Removing lines from an image a notebook for digit detection python - python

I need to remove the lines from the image below of numbers on a piece of ruled paper without causing my digits any distortion. Without this, my digit detection algorithm to fails as there are artefacts of the ruling lines of the piece of paper in the region of interest's.
a cleaner version of the file without any artefacts

Classic task for Fourier-domain transform.
Perform Fourier transform:
import numpy as np
from scipy.misc import imshow, imsave, imread
img = imread("10XIn.jpg")[:,:,:3]
imggray = np.mean(img, -1)
imfft = np.fft.fft2(imggray)
mags = np.abs(np.fft.fftshift(imfft))
angles = np.angle(np.fft.fftshift(imfft))
visual = np.log(mags)
visual2 = (visual - visual.min()) / (visual.max() - visual.min())*255
visual2 will look like following:
Note the diagonal line across the center - it represents your lines.
Now, I've manually created the mask for this line, but idealy you could filter it out programmatucally
Then we read the mask and paint out the line:
mask = imread("fftimg4_mask.jpg")[:,:,:3]
mask = (np.mean(mask,-1) > 20)
visual[mask] = np.mean(visual)
And then reverse the fft:
newmagsshift = np.exp(visual)
newffts = newmagsshift * np.exp(1j*angles)
newfft = np.fft.ifftshift(newffts)
imrev = np.fft.ifft2(newfft)
newim2 = 255 - np.abs(imrev).astype(np.uint8)
imsave("fftimg2.jpg", newim2 )
Here is newim2
Of course, you could do more accurate patching in fourier space and also you could apply the result back to the original image to keep colors, but I think this post illustrates the idea.

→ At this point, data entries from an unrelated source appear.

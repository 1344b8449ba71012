//! Shared fixtures for integration tests

#![allow(dead_code)]

use quorum_aggregation::{AggregationPipeline, AggregationOutput, SealedProof, SignatureClaim};
use quorum_primitives::keys::signing_key_from_seed;
use quorum_primitives::{
    sign_message, signer_hash, Digest, ProtocolConfig, SigningKey, MAP_DEPTH,
};
use quorum_state::{AuthenticatedMap, MembershipMap};

/// A committee whose signers are sorted by signer hash
pub struct Committee {
    pub signers: Vec<SigningKey>,
    pub map: MembershipMap,
}

impl Committee {
    pub fn new(label: &str, size: usize) -> Self {
        let mut signers: Vec<SigningKey> = (0..size)
            .map(|i| signing_key_from_seed(format!("{label}/{i}").as_bytes()))
            .collect();
        signers.sort_by_key(|s| signer_hash(&s.verifying_key()));
        let keys: Vec<_> = signers.iter().map(|s| s.verifying_key()).collect();
        let map = MembershipMap::from_keys(MAP_DEPTH, &keys).unwrap();
        Self { signers, map }
    }

    pub fn root(&self) -> Digest {
        self.map.root()
    }

    pub fn size(&self) -> u64 {
        self.signers.len() as u64
    }

    pub fn claim(&self, index: usize, message: &Digest) -> SignatureClaim {
        let key = &self.signers[index];
        SignatureClaim::new(
            key.verifying_key(),
            sign_message(key, message),
            self.map.witness(&key.verifying_key()),
        )
    }

    pub fn claims(&self, indices: impl IntoIterator<Item = usize>, message: &Digest) -> Vec<SignatureClaim> {
        indices.into_iter().map(|i| self.claim(i, message)).collect()
    }

    /// Aggregate the signatures of the first `count` signers
    pub fn approve(&self, message: Digest, count: usize) -> SealedProof<AggregationOutput> {
        let pipeline = AggregationPipeline::new(ProtocolConfig::small_batches()).unwrap();
        pipeline
            .aggregate(message, self.root(), self.claims(0..count, &message))
            .unwrap()
    }
}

Okay, this might be a bitcomplicated as the color of the notebook lines is quite close to the color of digits, as it seems from your example. I presume, that the green boxes are you addition and not part of the data itself.
You don't state which framework you use, so I will provide only some general tips how to approach this problem.
First step would be some thresholding. You can use either binary thresholding or better some adaptive thresholding with correctly sized windows. You will have to experiment on this. Result of threshholding will be binary image. Still with lines.
Second step will be to use morphological operations to clear the image. If you are not sure what morphology is, look at this morphology tutorial.
Around half way through, there are some examples of removing lines from images. The biggest problem is, that some number also contain horizontal lines. So one option will be to use rather small morphology kernel (maybe 3 rows and 1 column), as the notebook lines are thinner. And update the recognizer, to recognize even distorted numbers. This should be doable, because all the digits will be distored in same way.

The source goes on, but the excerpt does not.